Maybe one day, we will discover that the impetus for Hamas’s latest onslaught against Israel wasn’t the pending Israeli Supreme Court decision about whether or not to respect the property rights of Jewish landlords in Jerusalem’s Sheikh Jarrah neighborhood. Maybe we’ll discover that Palestinian Authority leader Mahmoud Abbas’s efforts to deflect Palestinian public opinion away from his decision to cancel the elections to the Palestinian Legislative Council and chairmanship had little to do with Hamas’s missile offensive against Israel or the Arab Israeli pogroms against their Jewish neighbors in cities and on roads throughout the country.
It’s possible that in the fullness of time, we will learn that, acting with Iranian guidance and permission, Hamas chose to open its new campaign against Israel now because its leaders and their Iranian bosses were desperate to block Knesset member Mansour Abbas from making good on his offer to provide parliamentary support for the next government of Israel—whatever form it takes.

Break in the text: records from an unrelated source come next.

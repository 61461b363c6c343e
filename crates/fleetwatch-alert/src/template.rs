//! Message templates with `{name}` placeholders.
//!
//! A placeholder resolves, in order, against the numbers a rule supplies,
//! the counters of the current snapshot, then the texts it supplies. An
//! optional format suffix controls rendering of numbers:
//!
//! | placeholder      | output                              |
//! |------------------|-------------------------------------|
//! | `{x}`            | whole numbers bare, else 2 decimals |
//! | `{x:.1}`         | fixed decimals                      |
//! | `{x:grouped}`    | thousands separators                |
//! | `{x:int}`        | rounded to an integer               |
//! | `{s}`            | `"s"` unless the plural value is 1  |
//!
//! Unresolved placeholders are left in the output unchanged.

use fleetwatch_common::format::{format_fixed, format_grouped, format_int, format_plain};
use fleetwatch_common::types::MetricsSnapshot;

#[derive(Debug, Clone, PartialEq, Eq)]
pub struct Template(String);

impl Template {
    pub fn new(text: impl Into<String>) -> Self {
        Self(text.into())
    }

    pub fn as_str(&self) -> &str {
        &self.0
    }

    pub fn render(&self, vars: &Vars<'_>) -> String {
        let src = self.0.as_str();
        let mut out = String::with_capacity(src.len() + 16);
        let mut rest = src;

        while let Some(open) = rest.find('{') {
            out.push_str(&rest[..open]);
            let after = &rest[open + 1..];
            let Some(close) = after.find('}') else {
                out.push_str(&rest[open..]);
                return out;
            };
            let token = &after[..close];
            match vars.resolve(token) {
                Some(text) => out.push_str(&text),
                None => {
                    out.push('{');
                    out.push_str(token);
                    out.push('}');
                }
            }
            rest = &after[close + 1..];
        }
        out.push_str(rest);
        out
    }
}

impl From<&str> for Template {
    fn from(text: &str) -> Self {
        Self::new(text)
    }
}

/// Values available to a template while rendering.
#[derive(Debug, Clone, Default)]
pub struct Vars<'a> {
    numbers: Vec<(String, f64)>,
    texts: Vec<(String, String)>,
    snapshot: Option<&'a MetricsSnapshot>,
    plural_on: Option<f64>,
}

impl<'a> Vars<'a> {
    pub fn new(snapshot: &'a MetricsSnapshot) -> Self {
        Self {
            snapshot: Some(snapshot),
            ..Self::default()
        }
    }

    pub fn number(mut self, name: &str, value: f64) -> Self {
        self.numbers.push((name.to_string(), value));
        self
    }

    pub fn text(mut self, name: &str, value: impl Into<String>) -> Self {
        self.texts.push((name.to_string(), value.into()));
        self
    }

    /// Sets the quantity `{s}` pluralizes against.
    pub fn plural_on(mut self, value: f64) -> Self {
        self.plural_on = Some(value);
        self
    }

    fn lookup_number(&self, name: &str) -> Option<f64> {
        self.numbers
            .iter()
            .find(|(n, _)| n == name)
            .map(|(_, v)| *v)
            .or_else(|| self.snapshot.and_then(|s| s.counter(name)))
    }

    fn resolve(&self, token: &str) -> Option<String> {
        let (name, style) = match token.split_once(':') {
            Some((name, style)) => (name, Some(style)),
            None => (token, None),
        };
        if name.is_empty() || !name.chars().all(|c| c.is_ascii_alphanumeric() || c == '_') {
            return None;
        }

        if name == "s" && style.is_none() {
            let n = self.plural_on?;
            return Some(if n == 1.0 { String::new() } else { "s".to_string() });
        }

        if let Some(value) = self.lookup_number(name) {
            return format_number(value, style);
        }

        if style.is_none() {
            return self
                .texts
                .iter()
                .find(|(n, _)| n == name)
                .map(|(_, v)| v.clone());
        }
        None
    }
}

fn format_number(value: f64, style: Option<&str>) -> Option<String> {
    match style {
        None => Some(format_plain(value)),
        Some("grouped") => Some(format_grouped(value)),
        Some("int") => Some(format_int(value)),
        Some(style) => {
            let decimals: usize = style.strip_prefix('.')?.parse().ok()?;
            Some(format_fixed(value, decimals))
        }
    }
}
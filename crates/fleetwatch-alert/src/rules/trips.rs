use crate::rules::threshold::CompareOp;
use crate::template::{Template, Vars};
use crate::{EvalContext, Firing, Rule};
use chrono::{DateTime, Duration, Utc};
use fleetwatch_common::types::{Severity, TripRecord, TripStatus};

/// Counts over the signed-in driver's trips. Dates are compared in UTC.
#[derive(Debug, Clone, Copy, PartialEq)]
pub enum TripStat {
    ScheduledToday,
    /// Trips today whose departure is in the future but no more than this
    /// many minutes away.
    DepartingWithin(i64),
    InTransit,
    CompletedToday,
    /// Fractional days between `now` and the start of the latest trip date.
    DaysSinceLastTrip,
}

impl TripStat {
    pub fn measure(&self, trips: &[TripRecord], now: DateTime<Utc>) -> Option<f64> {
        let today = now.date_naive();

        match *self {
            Self::ScheduledToday => Some(count(trips, |t| t.date == today)),
            Self::DepartingWithin(minutes) => Some(count(trips, |t| {
                if t.date != today {
                    return false;
                }
                let Some(time) = t.departure_time else {
                    return false;
                };
                let until = t.date.and_time(time).and_utc() - now;
                until > Duration::zero() && until <= Duration::minutes(minutes)
            })),
            Self::InTransit => Some(count(trips, |t| t.status == TripStatus::InTransit)),
            Self::CompletedToday => Some(count(trips, |t| {
                t.status == TripStatus::Completed && t.date == today
            })),
            Self::DaysSinceLastTrip => {
                let last = trips.iter().map(|t| t.date).max()?;
                let start = last.and_hms_opt(0, 0, 0)?.and_utc();
                Some((now - start).num_seconds() as f64 / 86_400.0)
            }
        }
    }
}

fn count(trips: &[TripRecord], pred: impl Fn(&TripRecord) -> bool) -> f64 {
    trips.iter().filter(|t| pred(t)).count() as f64
}

/// Compares one trip statistic against a bound.
///
/// Template values: `{value}`; `{s}` pluralizes on it.
pub struct TripRule {
    pub id: String,
    pub category: String,
    pub cooldown: Duration,
    pub statistic: TripStat,
    pub operator: CompareOp,
    pub bound: f64,
    pub severity: Severity,
    pub template: Template,
}

impl Rule for TripRule {
    fn id(&self) -> &str {
        &self.id
    }

    fn category(&self) -> &str {
        &self.category
    }

    fn cooldown(&self) -> Duration {
        self.cooldown
    }

    fn evaluate(&self, ctx: &EvalContext<'_>) -> Option<Firing> {
        let value = self.statistic.measure(&ctx.current.trips, ctx.now)?;
        if !self.operator.check(value, self.bound) {
            return None;
        }
        let vars = Vars::new(ctx.current)
            .number("value", value)
            .plural_on(value);
        Some(Firing {
            severity: self.severity,
            message: self.template.render(&vars),
            level: None,
        })
    }
}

Mansour Abbas, the leader of the four-man Ra’am Islamist Knesset faction, is a riddle. Is he playing Israeli Jews for fools, speaking of Jewish-Muslim cooperation from one side of his mouth while staying true to the Muslim Brotherhood’s jihadist creed from the other side? Or is he the real deal; the domestic Arab Israeli expression of the Abraham Accords, predicated on a willingness to make lasting peace between Arabs and Jews?
The truth, at this point, is unknowable.
In the face of the violent Arab Israeli onslaught against Jews countrywide, now is no time for Israelis to base a governing coalition on a riddle like Abbas. But while for Israelis he is a source of confusion, for Hamas, Abbas is a nightmare. Whatever Abbas’s actual intentions are, it is self-evident that Hamas and its partners and supporters think he is acting in good faith, and consequently they view him as the gravest threat their longstanding political war against Israel has ever faced.
In a speech in Doha, Qatar on May 15, translated by the Middle East Media Research Institute (MEMRI), Hamas leader Ismail Haniyeh discussed the meaning of Hamas’s new war. Although he didn’t mention Mansour Abbas, the text of his speech demonstrated that Abbas was living rent-free in Haniyeh’s head. Haniyeh declared that obliterating the very notion of true peace between Arabs and Jews in Israel was Hamas’s chief goal in this war.
In his words, “Jerusalem unites us. Today the geographical barriers within historic Palestine have been removed. Today Palestine is waging an intifada from Rosh Hanikra to Eilat.
“They have thought that 70 years or more could kill the spirit of belonging of our people within the occupied land in 1948 [sovereign Israel, CBG]. They thought our people there would lose their identity and would assimilate in the Zionist entity…
“But today our people within the 1948 borders are the ones defending the Al-Aqsa mosque. They are the ones waging an intifada against the occupier and the settlers. Today brothers and sisters, some theories collapse and some are being rebuilt. The theory of coexistence between two peoples within the 1948 borders, a theory they have been cultivating for 70 years, is being trampled underfoot today by our sons and our people in Lod, Ramle, Baka al-Gharbiyeh, the Galilee, the Negev, Rahat, Beersheva and Tzfat. Tzfat is ours!”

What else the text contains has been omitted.